//! 數量工具

use rust_decimal::prelude::{FromPrimitive, ToPrimitive};
use rust_decimal::Decimal;

use crate::{PlanError, Result};

/// 由浮點運算轉回 Decimal 時保留的小數位數
pub const DECIMAL_SCALE: u32 = 4;

/// 檢查數量非負
pub fn ensure_non_negative(entity: &str, field: &'static str, value: Decimal) -> Result<Decimal> {
    if value < Decimal::ZERO {
        return Err(PlanError::NegativeQuantity {
            entity: entity.to_string(),
            field,
            value,
        });
    }
    Ok(value)
}

/// Decimal 轉 f64（供統計演算法使用）
pub fn to_f64(value: Decimal) -> f64 {
    value.to_f64().unwrap_or(0.0)
}

/// f64 轉 Decimal，非有限值視為 0
pub fn from_f64(value: f64) -> Decimal {
    if !value.is_finite() {
        return Decimal::ZERO;
    }
    Decimal::from_f64(value)
        .map(|d| d.round_dp(DECIMAL_SCALE))
        .unwrap_or(Decimal::ZERO)
}

/// 向上取整到倍數（倍數 <= 0 時不調整）
pub fn ceil_to_multiple(quantity: Decimal, multiple: Decimal) -> Decimal {
    if multiple <= Decimal::ZERO {
        return quantity;
    }
    let remainder = quantity % multiple;
    if remainder > Decimal::ZERO {
        quantity - remainder + multiple
    } else {
        quantity
    }
}

#[cfg(test)]
mod tests {
    use super::*;

    #[test]
    fn test_ensure_non_negative() {
        assert!(ensure_non_negative("P-1", "quantity", Decimal::from(5)).is_ok());
        assert!(ensure_non_negative("P-1", "quantity", Decimal::ZERO).is_ok());
        let err = ensure_non_negative("P-1", "quantity", Decimal::from(-1)).unwrap_err();
        assert!(matches!(err, PlanError::NegativeQuantity { field: "quantity", .. }));
    }

    #[test]
    fn test_from_f64_rounds_and_rejects_nan() {
        assert_eq!(from_f64(100.0), Decimal::from(100));
        assert_eq!(from_f64(1.0 / 3.0), Decimal::new(3333, 4));
        assert_eq!(from_f64(f64::NAN), Decimal::ZERO);
        assert_eq!(from_f64(f64::INFINITY), Decimal::ZERO);
    }

    #[test]
    fn test_ceil_to_multiple() {
        assert_eq!(ceil_to_multiple(Decimal::from(123), Decimal::from(25)), Decimal::from(125));
        assert_eq!(ceil_to_multiple(Decimal::from(200), Decimal::from(100)), Decimal::from(200));
        assert_eq!(ceil_to_multiple(Decimal::from(7), Decimal::ONE), Decimal::from(7));
        assert_eq!(ceil_to_multiple(Decimal::from(7), Decimal::ZERO), Decimal::from(7));
    }
}
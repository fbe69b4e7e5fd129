//! MRP 主計算器

use plan_bom::BomGraph;
use plan_core::{
    EntityError, InventoryTable, MrpPolicy, MrpRequirement, Period, PlannedOrderType,
    PlanningException, ProductionPlanEntry, Result, SupplierTable, Warning,
};
use rayon::prelude::*;
use rust_decimal::Decimal;
use std::collections::{BTreeMap, BTreeSet};

use crate::bucketing::BucketingCalculator;
use crate::lead_time::LeadTimeCalculator;
use crate::lot_sizing::OrderTerms;
use crate::netting::{NettingCalculator, NettingInput};
use crate::pegging::PeggingCalculator;
use crate::MrpResult;

/// MRP 計算器
pub struct MrpCalculator<'a> {
    /// BOM 圖
    bom: &'a BomGraph,

    /// 庫存
    inventory: &'a InventoryTable,

    /// 供應商
    suppliers: &'a SupplierTable,

    /// MRP 策略
    policy: &'a MrpPolicy,
}

/// 單一物料的計算結果
#[derive(Debug, Default)]
struct ItemOutcome {
    requirements: Vec<MrpRequirement>,
    exceptions: Vec<PlanningException>,
    warning: Option<Warning>,

    /// 展開給子件的訂單釋放（期間, 數量）
    releases: Vec<(Period, Decimal)>,
}

/// 計算共用的上下文
struct Context<'c> {
    horizon: &'c [Period],
    today: Period,
    independent: &'c BTreeMap<String, BTreeMap<Period, Decimal>>,
    pegging: &'c PeggingCalculator,
}

impl<'a> MrpCalculator<'a> {
    /// 創建新的 MRP 計算器
    pub fn new(
        bom: &'a BomGraph,
        inventory: &'a InventoryTable,
        suppliers: &'a SupplierTable,
        policy: &'a MrpPolicy,
    ) -> Self {
        Self {
            bom,
            inventory,
            suppliers,
            policy,
        }
    }

    /// 主 MRP 計算入口
    ///
    /// 計劃起點（today）為生產計劃的第一個期間。單一物料失敗不影響其他物料，
    /// 但失敗物料的子件不會收到它的相依需求。
    pub fn calculate(&self, plan: &[ProductionPlanEntry]) -> Result<MrpResult> {
        self.policy.validate()?;

        tracing::info!(
            "開始 MRP 計算：生產計劃 {} 筆，BOM 物料 {} 個",
            plan.len(),
            self.bom.len()
        );

        // Step 1: 時間分桶
        let horizon = BucketingCalculator::horizon(plan);
        let Some(&today) = horizon.first() else {
            tracing::info!("生產計劃為空，略過 MRP");
            return Ok(MrpResult::default());
        };
        let independent = BucketingCalculator::independent_demand(plan);
        tracing::debug!("時間桶數量: {}", horizon.len());

        // Step 2: 依低階碼分層
        let levels = self.levels(&independent);
        tracing::debug!("物料層數: {}", levels.len());

        // Step 3: 逐層計算，同層物料並行
        let mut pegging = PeggingCalculator::new();
        let mut result = MrpResult {
            horizon: horizon.clone(),
            ..MrpResult::default()
        };

        for (level, items) in &levels {
            tracing::debug!("計算第 {} 層：{} 個物料", level, items.len());

            let context = Context {
                horizon: &horizon,
                today,
                independent: &independent,
                pegging: &pegging,
            };
            let outcomes: Vec<(&String, Result<ItemOutcome>)> = items
                .par_iter()
                .map(|item| (item, self.calculate_item(item, &context)))
                .collect();

            for (item, outcome) in outcomes {
                match outcome {
                    Ok(outcome) => {
                        // Step 4: BOM 展開，為子件生成相依需求
                        if let Err(err) = pegging.perform(item, &outcome.releases, self.bom) {
                            tracing::warn!("物料 {} 展開相依需求失敗: {}", item, err);
                            result.errors.push(EntityError::new(item.as_str(), &err));
                            continue;
                        }
                        result.requirements.extend(outcome.requirements);
                        result.exceptions.extend(outcome.exceptions);
                        result.warnings.extend(outcome.warning);
                    }
                    Err(err) => {
                        tracing::warn!("物料 {} MRP 計算失敗: {}", item, err);
                        result.errors.push(EntityError::new(item.as_str(), &err));
                    }
                }
            }
        }

        result
            .requirements
            .sort_by(|a, b| a.item_id.cmp(&b.item_id).then(a.period.cmp(&b.period)));

        tracing::info!(
            "MRP 計算完成：{} 筆需求，{} 筆建議訂單，{} 個例外，{} 個失敗物料",
            result.requirements.len(),
            result.planned_orders().count(),
            result.exceptions.len(),
            result.errors.len()
        );

        Ok(result)
    }

    /// 生產計劃中的產品及其所有下階物料，依低階碼分層
    fn levels(
        &self,
        independent: &BTreeMap<String, BTreeMap<Period, Decimal>>,
    ) -> BTreeMap<u32, Vec<String>> {
        let mut reachable: BTreeSet<String> = BTreeSet::new();
        let mut stack: Vec<String> = independent.keys().cloned().collect();

        while let Some(item) = stack.pop() {
            if !reachable.insert(item.clone()) {
                continue;
            }
            for (child, _) in self.bom.children(&item) {
                if !reachable.contains(child) {
                    stack.push(child.to_string());
                }
            }
        }

        let mut levels: BTreeMap<u32, Vec<String>> = BTreeMap::new();
        for item in reachable {
            let level = self.bom.low_level_code(&item).unwrap_or(0);
            levels.entry(level).or_default().push(item);
        }
        levels
    }

    fn calculate_item(&self, item_id: &str, context: &Context<'_>) -> Result<ItemOutcome> {
        let dependent = context.pegging.gross(item_id, context.horizon)?;

        if let Some(planned) = context.independent.get(item_id) {
            return Ok(self.planned_item(item_id, planned, &dependent, context));
        }

        let (terms, warning) =
            OrderTerms::resolve(item_id, self.bom.has_children(item_id), self.suppliers, self.policy)?;

        let input = NettingInput {
            opening: self.inventory.opening_on_hand(item_id, context.today),
            gross: dependent,
            incoming: context
                .horizon
                .iter()
                .map(|p| self.inventory.incoming(item_id, *p))
                .collect(),
            safety: context
                .horizon
                .iter()
                .map(|p| self.inventory.safety_stock(item_id, *p))
                .collect(),
        };

        let rows = NettingCalculator::calculate(
            context.horizon,
            &input,
            &terms,
            context.today,
            self.policy.expedite_late_orders,
        );

        let mut outcome = ItemOutcome {
            warning,
            ..ItemOutcome::default()
        };

        for row in rows {
            if row.late {
                outcome.exceptions.push(PlanningException::LateOrder {
                    item_id: item_id.to_string(),
                    period: row.period,
                    order_period: row.order_period,
                    quantity: row.order_qty,
                    periods_late: LeadTimeCalculator::periods_late(row.order_period, context.today),
                });
            }
            if row.deficit > Decimal::ZERO {
                outcome.exceptions.push(PlanningException::Stockout {
                    item_id: item_id.to_string(),
                    period: row.period,
                    quantity: row.deficit,
                });
            }

            let has_order = row.order_qty > Decimal::ZERO;
            if has_order && terms.order_type == PlannedOrderType::Production {
                outcome.releases.push((
                    LeadTimeCalculator::release_period(row.order_period, context.today),
                    row.order_qty,
                ));
            }

            outcome.requirements.push(MrpRequirement {
                item_id: item_id.to_string(),
                period: row.period,
                gross_requirement: row.gross_requirement,
                net_requirement: row.net_requirement,
                suggested_order_qty: row.order_qty,
                suggested_order_period: row.order_period,
                opening_balance: row.opening_balance,
                incoming_qty: row.incoming_qty,
                planned_receipt: row.planned_receipt,
                ending_balance: row.ending_balance,
                safety_stock: row.safety_stock,
                order_type: terms.order_type,
                supplier_id: terms.supplier_id.clone(),
                late: row.late,
                estimated_cost: if has_order {
                    terms.estimated_cost(row.order_qty)
                } else {
                    None
                },
                pegging: context.pegging.pegging(item_id, row.period),
            });
        }

        tracing::debug!(
            "物料 {} 完成：{} 期，{} 個例外",
            item_id,
            outcome.requirements.len(),
            outcome.exceptions.len()
        );
        Ok(outcome)
    }

    /// 生產計劃中的產品
    ///
    /// 成品庫存已在生產計劃中扣除，計劃生產量直接成為生產訂單，不再淨算。
    fn planned_item(
        &self,
        item_id: &str,
        planned: &BTreeMap<Period, Decimal>,
        dependent: &[Decimal],
        context: &Context<'_>,
    ) -> ItemOutcome {
        let lead_time = self.policy.production_lead_time_periods;
        let mut outcome = ItemOutcome::default();

        for (t, period) in context.horizon.iter().enumerate() {
            let gross = planned.get(period).copied().unwrap_or(Decimal::ZERO)
                + dependent.get(t).copied().unwrap_or(Decimal::ZERO);
            let order_period = LeadTimeCalculator::order_period(*period, lead_time);
            let late = gross > Decimal::ZERO && order_period < context.today;

            if late {
                outcome.exceptions.push(PlanningException::LateOrder {
                    item_id: item_id.to_string(),
                    period: *period,
                    order_period,
                    quantity: gross,
                    periods_late: LeadTimeCalculator::periods_late(order_period, context.today),
                });
            }
            if gross > Decimal::ZERO {
                outcome.releases.push((
                    LeadTimeCalculator::release_period(order_period, context.today),
                    gross,
                ));
            }

            outcome.requirements.push(MrpRequirement {
                item_id: item_id.to_string(),
                period: *period,
                gross_requirement: gross,
                net_requirement: gross,
                suggested_order_qty: gross,
                suggested_order_period: order_period,
                opening_balance: Decimal::ZERO,
                incoming_qty: Decimal::ZERO,
                planned_receipt: gross,
                ending_balance: Decimal::ZERO,
                safety_stock: Decimal::ZERO,
                order_type: PlannedOrderType::Production,
                supplier_id: None,
                late,
                estimated_cost: None,
                pegging: context.pegging.pegging(item_id, *period),
            });
        }

        outcome
    }
}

-=-=-=-=-

▶ **TASK TO CARRY OUT**
Set down verbatim only the lines between the start of the data above and the line with "if remainder >", both boundaries included.

▶ **TASK SOLUTION**
//! 數量工具

use rust_decimal::prelude::{FromPrimitive, ToPrimitive};
use rust_decimal::Decimal;

use crate::{PlanError, Result};

/// 由浮點運算轉回 Decimal 時保留的小數位數
pub const DECIMAL_SCALE: u32 = 4;

/// 檢查數量非負
pub fn ensure_non_negative(entity: &str, field: &'static str, value: Decimal) -> Result<Decimal> {
    if value < Decimal::ZERO {
        return Err(PlanError::NegativeQuantity {
            entity: entity.to_string(),
            field,
            value,
        });
    }
    Ok(value)
}

/// Decimal 轉 f64（供統計演算法使用）
pub fn to_f64(value: Decimal) -> f64 {
    value.to_f64().unwrap_or(0.0)
}

/// f64 轉 Decimal，非有限值視為 0
pub fn from_f64(value: f64) -> Decimal {
    if !value.is_finite() {
        return Decimal::ZERO;
    }
    Decimal::from_f64(value)
        .map(|d| d.round_dp(DECIMAL_SCALE))
        .unwrap_or(Decimal::ZERO)
}

/// 向上取整到倍數（倍數 <= 0 時不調整）
pub fn ceil_to_multiple(quantity: Decimal, multiple: Decimal) -> Decimal {
    if multiple <= Decimal::ZERO {
        return quantity;
    }
    let remainder = quantity % multiple;
    if remainder > Decimal::ZERO {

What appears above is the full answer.